Entries supplied =>
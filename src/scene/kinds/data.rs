use crate::animation::interp::clamp01;
use crate::foundation::core::{LocalFrame, Point, Rect, Transform2D, Vec2};
use crate::foundation::error::{ExplainerError, ExplainerResult};
use crate::scene::components::{
    AnimatedText, CodeBlock, DiagramArrow, DiagramBox, FontRole, StatCounter, format_grouped,
    reveal, text_run,
};
use crate::scene::ctx::SceneCtx;
use crate::scene::frame::{Layer, TextAlign};
use crate::scene::kinds::{Scene, require_items, require_text};
use crate::theme::Accent;

/// Layout axis of a [`DiagramFlow`].
#[derive(Clone, Copy, Debug, Default, PartialEq, Eq, serde::Serialize, serde::Deserialize)]
#[serde(rename_all = "snake_case")]
pub enum FlowDirection {
    /// Left to right.
    #[default]
    Horizontal,
    /// Top to bottom.
    Vertical,
}

/// Box of a [`DiagramFlow`].
#[derive(Clone, Debug, PartialEq, serde::Serialize, serde::Deserialize)]
pub struct FlowNode {
    /// Main label.
    pub label: String,
    /// Secondary label.
    #[serde(default, skip_serializing_if = "Option::is_none")]
    pub sublabel: Option<String>,
    /// Outline color; cycles through the palette when absent.
    #[serde(default, skip_serializing_if = "Option::is_none")]
    pub accent: Option<Accent>,
}

/// Arrow between two nodes, by index.
#[derive(Clone, Debug, PartialEq, serde::Serialize, serde::Deserialize)]
pub struct Connection {
    /// Tail node.
    pub from: usize,
    /// Head node.
    pub to: usize,
    /// Midpoint label.
    #[serde(default, skip_serializing_if = "Option::is_none")]
    pub label: Option<String>,
}

/// Boxes laid out on one axis and joined by arrows that draw themselves.
#[derive(Clone, Debug, PartialEq, serde::Serialize, serde::Deserialize)]
pub struct DiagramFlow {
    /// Title above the diagram.
    pub title: String,
    /// Boxes in layout order.
    pub nodes: Vec<FlowNode>,
    /// Arrows.
    #[serde(default)]
    pub connections: Vec<Connection>,
    /// Layout axis.
    #[serde(default)]
    pub direction: FlowDirection,
}

impl DiagramFlow {
    const BOX_W: f64 = 220.0;
    const BOX_H: f64 = 100.0;

    fn gap(&self) -> f64 {
        match self.direction {
            FlowDirection::Horizontal => 160.0,
            FlowDirection::Vertical => 80.0,
        }
    }

    /// Bounds of node `i`.
    pub fn node_rect(&self, ctx: &SceneCtx<'_>, i: usize) -> Rect {
        let n = self.nodes.len() as f64;
        let gap = self.gap();
        let step = i as f64;
        let (x, y) = match self.direction {
            FlowDirection::Horizontal => {
                let total_w = n * Self::BOX_W + (n - 1.0).max(0.0) * gap;
                let start_x = (ctx.width() - total_w) / 2.0;
                (start_x + step * (Self::BOX_W + gap), 500.0)
            }
            FlowDirection::Vertical => {
                let total_h = n * Self::BOX_H + (n - 1.0).max(0.0) * gap;
                let start_y = (ctx.height() - total_h) / 2.0 + 60.0;
                (
                    (ctx.width() - Self::BOX_W) / 2.0,
                    start_y + step * (Self::BOX_H + gap),
                )
            }
        };
        Rect::new(x, y, x + Self::BOX_W, y + Self::BOX_H)
    }

    /// Frame at which node `i` pops in.
    pub fn node_delay(i: usize) -> i64 {
        10 + 12 * i as i64
    }

    fn arrow_ends(&self, from: Rect, to: Rect) -> (Point, Point) {
        let (a, b) = (from.center(), to.center());
        match self.direction {
            FlowDirection::Horizontal => (
                Point::new(from.x1 + 10.0, a.y),
                Point::new(to.x0 - 10.0, b.y),
            ),
            FlowDirection::Vertical => (
                Point::new(a.x, from.y1 + 10.0),
                Point::new(b.x, to.y0 - 10.0),
            ),
        }
    }
}

impl Scene for DiagramFlow {
    fn layers(&self, ctx: &SceneCtx<'_>, local: LocalFrame) -> Vec<Layer> {
        let palette = &ctx.theme.palette;
        let mut layers = vec![
            AnimatedText::heading(self.title.clone(), 48.0, palette.text).layer(
                ctx,
                local,
                Point::new(ctx.width() / 2.0, 160.0),
            ),
        ];

        for conn in &self.connections {
            let (Some(_), Some(_)) = (self.nodes.get(conn.from), self.nodes.get(conn.to)) else {
                continue;
            };
            let (from, to) = self.arrow_ends(
                self.node_rect(ctx, conn.from),
                self.node_rect(ctx, conn.to),
            );
            layers.push(
                DiagramArrow {
                    from,
                    to,
                    label: conn.label.clone(),
                    color: palette.muted,
                    delay: 15 + 12 * conn.from.max(conn.to) as i64,
                }
                .layer(ctx, local),
            );
        }

        for (i, node) in self.nodes.iter().enumerate() {
            let accent = node.accent.unwrap_or_else(|| Accent::cycle(i));
            layers.push(
                DiagramBox {
                    label: node.label.clone(),
                    sublabel: node.sublabel.clone(),
                    color: ctx.theme.accent(accent),
                    delay: Self::node_delay(i),
                }
                .layer(ctx, local, self.node_rect(ctx, i)),
            );
        }
        layers
    }

    fn validate(&self) -> ExplainerResult<()> {
        require_items("nodes", &self.nodes)?;
        for (i, c) in self.connections.iter().enumerate() {
            for (end, idx) in [("from", c.from), ("to", c.to)] {
                if idx >= self.nodes.len() {
                    return Err(ExplainerError::validation(format!(
                        "connections[{i}].{end} = {idx} is out of range for {} nodes",
                        self.nodes.len()
                    )));
                }
            }
            if c.from == c.to {
                return Err(ExplainerError::validation(format!(
                    "connections[{i}] connects node {} to itself",
                    c.from
                )));
            }
        }
        Ok(())
    }
}

fn cyan() -> Accent {
    Accent::Cyan
}

/// One number counting up, with a label and optional context line.
#[derive(Clone, Debug, PartialEq, serde::Serialize, serde::Deserialize)]
pub struct StatHighlight {
    /// Final value.
    pub stat: f64,
    /// Fraction digits.
    #[serde(default)]
    pub decimals: u32,
    /// Text before the number.
    #[serde(default)]
    pub prefix: String,
    /// Text after the number.
    #[serde(default)]
    pub suffix: String,
    /// Caption.
    pub label: String,
    /// Line under the caption.
    #[serde(default, skip_serializing_if = "Option::is_none")]
    pub context: Option<String>,
    /// Number color.
    #[serde(default = "cyan")]
    pub accent: Accent,
}

impl StatHighlight {
    fn counter(&self, ctx: &SceneCtx<'_>) -> StatCounter {
        StatCounter {
            target: self.stat,
            decimals: self.decimals,
            prefix: self.prefix.clone(),
            suffix: self.suffix.clone(),
            label: self.label.clone(),
            color: ctx.theme.accent(self.accent),
            delay: 0,
        }
    }
}

impl Scene for StatHighlight {
    fn layers(&self, ctx: &SceneCtx<'_>, local: LocalFrame) -> Vec<Layer> {
        let c = ctx.canvas.center();
        let mut layers = vec![self.counter(ctx).layer(ctx, local, Point::new(c.x, c.y - 20.0))];
        if let Some(context) = &self.context {
            let mut run = text_run(
                ctx,
                FontRole::Body,
                context.clone(),
                Point::new(c.x, c.y + 150.0),
                26.0,
                400,
                ctx.theme.palette.muted,
                TextAlign::Center,
            );
            run.max_width = Some(800.0);
            layers.push(Layer::text(run).with_opacity(ctx.entry(local, 20)));
        }
        layers
    }

    fn validate(&self) -> ExplainerResult<()> {
        if !self.stat.is_finite() {
            return Err(ExplainerError::validation("stat must be finite"));
        }
        require_text("label", &self.label)
    }
}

What to produce => From the records above, copy out the line with "use crate::scene::ctx::SceneCtx;", the line with "pub enum FlowDirection", and every line between them, word for word.

Response to the task =>
use crate::scene::ctx::SceneCtx;
use crate::scene::frame::{Layer, TextAlign};
use crate::scene::kinds::{Scene, require_items, require_text};
use crate::theme::Accent;

/// Layout axis of a [`DiagramFlow`].
#[derive(Clone, Copy, Debug, Default, PartialEq, Eq, serde::Serialize, serde::Deserialize)]
#[serde(rename_all = "snake_case")]
pub enum FlowDirection {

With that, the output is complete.